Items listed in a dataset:
__________________________________________________

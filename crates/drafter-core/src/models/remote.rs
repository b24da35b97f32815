use std::collections::BTreeMap;

use chrono::{DateTime, Utc};
use serde::{Deserialize, Serialize};
use url::Url;
use uuid::Uuid;

use super::branch::BranchId;
use super::commit::CommitId;
use super::ProjectId;

/// Canonical resource path mapped to content hash; the unit of comparison
/// for the push reconciler. `BTreeMap` keeps serialization order stable so
/// two equal manifests are byte-equal as JSON.
pub type Manifest = BTreeMap<String, String>;

/// Unique identifier for a remote-sync row.
#[derive(Debug, Clone, PartialEq, Eq, Hash, Serialize, Deserialize)]
pub struct RemoteSyncId(pub Uuid);

impl RemoteSyncId {
    pub fn new() -> Self {
        Self(Uuid::now_v7())
    }

    pub fn from_uuid(id: Uuid) -> Self {
        Self(id)
    }
}

impl std::fmt::Display for RemoteSyncId {
    fn fmt(&self, f: &mut std::fmt::Formatter<'_>) -> std::fmt::Result {
        write!(f, "{}", self.0)
    }
}

/// Where a branch stands relative to its remote.
#[derive(Debug, Clone, Copy, PartialEq, Eq, Serialize, Deserialize)]
#[serde(rename_all = "snake_case")]
pub enum SyncStatus {
    Synced,
    Ahead,
    Behind,
    Diverged,
}

impl std::fmt::Display for SyncStatus {
    fn fmt(&self, f: &mut std::fmt::Formatter<'_>) -> std::fmt::Result {
        match self {
            SyncStatus::Synced => write!(f, "synced"),
            SyncStatus::Ahead => write!(f, "ahead"),
            SyncStatus::Behind => write!(f, "behind"),
            SyncStatus::Diverged => write!(f, "diverged"),
        }
    }
}

impl std::str::FromStr for SyncStatus {
    type Err = String;

    fn from_str(s: &str) -> Result<Self, Self::Err> {
        match s {
            "synced" => Ok(SyncStatus::Synced),
            "ahead" => Ok(SyncStatus::Ahead),
            "behind" => Ok(SyncStatus::Behind),
            "diverged" => Ok(SyncStatus::Diverged),
            _ => Err(format!("unknown sync status: {s}")),
        }
    }
}

/// Push/pull bookkeeping for one branch against one remote.
#[derive(Debug, Clone, Serialize, Deserialize)]
pub struct RemoteSyncState {
    pub id: RemoteSyncId,
    pub project_id: ProjectId,
    pub branch_id: BranchId,
    pub remote_url: String,
    pub remote_branch: String,
    /// Local commit that was head at the last successful push.
    pub last_push_commit_id: Option<CommitId>,
    pub last_pull_commit_id: Option<CommitId>,
    pub last_push_at: Option<DateTime<Utc>>,
    pub last_pull_at: Option<DateTime<Utc>>,
    pub sync_status: SyncStatus,
}

impl RemoteSyncState {
    pub fn new(
        project_id: ProjectId,
        branch_id: BranchId,
        remote_url: String,
        remote_branch: String,
    ) -> Self {
        Self {
            id: RemoteSyncId::new(),
            project_id,
            branch_id,
            remote_url,
            remote_branch,
            last_push_commit_id: None,
            last_pull_commit_id: None,
            last_push_at: None,
            last_pull_at: None,
            sync_status: SyncStatus::Ahead,
        }
    }
}

/// The kind of git hosting service a project pushes to.
#[derive(Debug, Clone, PartialEq, Eq, Serialize, Deserialize)]
#[serde(rename_all = "snake_case")]
pub enum ProviderKind {
    GitHub,
    GitLab,
    Gitea,
    Bitbucket,
    AzureDevOps,
}

impl std::fmt::Display for ProviderKind {
    fn fmt(&self, f: &mut std::fmt::Formatter<'_>) -> std::fmt::Result {
        match self {
            ProviderKind::GitHub => write!(f, "github"),
            ProviderKind::GitLab => write!(f, "gitlab"),
            ProviderKind::Gitea => write!(f, "gitea"),
            ProviderKind::Bitbucket => write!(f, "bitbucket"),
            ProviderKind::AzureDevOps => write!(f, "azure_devops"),
        }
    }
}

impl std::str::FromStr for ProviderKind {
    type Err = String;

    fn from_str(s: &str) -> Result<Self, Self::Err> {
        match s.to_lowercase().as_str() {
            "github" => Ok(ProviderKind::GitHub),
            "gitlab" => Ok(ProviderKind::GitLab),
            "gitea" => Ok(ProviderKind::Gitea),
            "bitbucket" => Ok(ProviderKind::Bitbucket),
            "azure_devops" | "azure-devops" | "azuredevops" => Ok(ProviderKind::AzureDevOps),
            _ => Err(format!("unknown provider kind: {s}")),
        }
    }
}

impl ProviderKind {
    /// Default API URL for this provider kind.
    pub fn default_api_url(&self) -> Url {
        match self {
            ProviderKind::GitHub => Url::parse("https://api.github.com").unwrap(),
            ProviderKind::GitLab => Url::parse("https://gitlab.com/api/v4").unwrap(),
            ProviderKind::Gitea => Url::parse("https://gitea.com/api/v1").unwrap(),
            ProviderKind::Bitbucket => Url::parse("https://api.bitbucket.org/2.0").unwrap(),
            ProviderKind::AzureDevOps => Url::parse("https://dev.azure.com").unwrap(),
        }
    }
}

/// Unique identifier for a linked repository.
#[derive(Debug, Clone, PartialEq, Eq, Hash, Serialize, Deserialize)]
pub struct LinkedRepoId(pub Uuid);

impl LinkedRepoId {
    pub fn new() -> Self {
        Self(Uuid::now_v7())
    }

    pub fn from_uuid(id: Uuid) -> Self {
        Self(id)
    }
}

impl std::fmt::Display for LinkedRepoId {
    fn fmt(&self, f: &mut std::fmt::Formatter<'_>) -> std::fmt::Result {
        write!(f, "{}", self.0)
    }
}

/// The git repository a project's main branch pushes to.
///
/// `last_pushed_manifest` holds the manifest of the previous push as
/// canonical JSON; comparing against it is what makes a repeat push with
/// no edits a no-op.
#[derive(Debug, Clone, Serialize, Deserialize)]
pub struct LinkedRepo {
    pub id: LinkedRepoId,
    pub project_id: ProjectId,
    pub provider: ProviderKind,
    pub full_name: String,
    pub default_branch: String,
    pub last_pushed_manifest: Option<String>,
    pub last_commit_sha: Option<String>,
    pub connected_at: DateTime<Utc>,
    pub last_push_at: Option<DateTime<Utc>>,
}

impl LinkedRepo {
    pub fn new(
        project_id: ProjectId,
        provider: ProviderKind,
        full_name: String,
        default_branch: String,
    ) -> Self {
        Self {
            id: LinkedRepoId::new(),
            project_id,
            provider,
            full_name,
            default_branch,
            last_pushed_manifest: None,
            last_commit_sha: None,
            connected_at: Utc::now(),
            last_push_at: None,
        }
    }
}

#[cfg(test)]
mod tests {
    use super::*;

    #[test]
    fn test_sync_status_roundtrip() {
        for status in [
            SyncStatus::Synced,
            SyncStatus::Ahead,
            SyncStatus::Behind,
            SyncStatus::Diverged,
        ] {
            let parsed: SyncStatus = status.to_string().parse().unwrap();
            assert_eq!(parsed, status);
        }
    }

    #[test]
    fn test_provider_kind_roundtrip() {
        let parsed: ProviderKind = ProviderKind::AzureDevOps.to_string().parse().unwrap();
        assert_eq!(parsed, ProviderKind::AzureDevOps);
        assert!("svn".parse::<ProviderKind>().is_err());
    }

    #[test]
    fn test_manifest_serializes_sorted() {
        let mut manifest = Manifest::new();
        manifest.insert("b.bpmn".to_string(), "2".to_string());
        manifest.insert("a.bpmn".to_string(), "1".to_string());
        let json = serde_json::to_string(&manifest).unwrap();
        assert_eq!(json, r#"{"a.bpmn":"1","b.bpmn":"2"}"#);
    }
}
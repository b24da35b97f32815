use clap::Subcommand;

use drafter_db::ops;
use drafter_vcs::BranchService;

use super::{Context, ScopeArgs};

#[derive(Subcommand)]
pub enum DraftAction {
    /// Show your draft branch, creating it on first use
    Show {
        #[command(flatten)]
        scope: ScopeArgs,
    },
    /// Replace main's files with your draft's and record a merge commit
    Merge {
        #[command(flatten)]
        scope: ScopeArgs,
    },
}

pub async fn run(action: DraftAction) -> anyhow::Result<()> {
    match action {
        DraftAction::Show { scope } => {
            let ctx = Context::open()?;
            let project_id = ctx.project_id(scope.project)?;
            let user_id = ctx.user_id(scope.user)?;

            let branches = BranchService::new(ctx.db.clone());
            let branch = branches.user_branch(&project_id, &user_id).await?;

            let conn = ctx.db.conn().await;
            let files = ops::list_branch_files(&conn, &branch.id, false)?;
            let recent = ops::list_pending_changes(&conn, &branch.id, 10)?;

            println!("Branch:  {} ({})", branch.name, branch.id);
            println!(
                "Head:    {}",
                branch
                    .head_commit_id
                    .as_ref()
                    .map(|c| c.to_string())
                    .unwrap_or_else(|| "none".to_string())
            );
            println!("Files:   {}", files.len());
            if !recent.is_empty() {
                println!("Recent changes:");
                let names: std::collections::HashMap<_, _> = files
                    .iter()
                    .map(|f| (f.id.clone(), f.name.as_str()))
                    .collect();
                for change in &recent {
                    println!(
                        "  {} {:7} {}",
                        change.created_at.format("%Y-%m-%d %H:%M"),
                        change.change_type.to_string(),
                        names
                            .get(&change.working_file_id)
                            .copied()
                            .unwrap_or("(removed)"),
                    );
                }
            }
            Ok(())
        }
        DraftAction::Merge { scope } => {
            let ctx = Context::open()?;
            let project_id = ctx.project_id(scope.project)?;
            let user_id = ctx.user_id(scope.user)?;

            let branches = BranchService::new(ctx.db.clone());
            let branch = branches.user_branch(&project_id, &user_id).await?;
            let outcome = branches
                .merge_to_main(&branch.id, &project_id, &user_id)
                .await?;

            println!(
                "Merged {} file(s) to main (commit {})",
                outcome.files_changed, outcome.merge_commit_id
            );
            Ok(())
        }
    }
}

__________________________________________________

**Work request:**
Reproduce the records above exactly, from the first line through the line containing "unit of comparison", and output nothing else.

**Solution to this task:**
filename crates/drafter-core/src/models/remote.rs
repository b24da35b97f32815
use std::collections::BTreeMap;

use chrono::{DateTime, Utc};
use serde::{Deserialize, Serialize};
use url::Url;
use uuid::Uuid;

use super::branch::BranchId;
use super::commit::CommitId;
use super::ProjectId;

/// Canonical resource path mapped to content hash; the unit of comparison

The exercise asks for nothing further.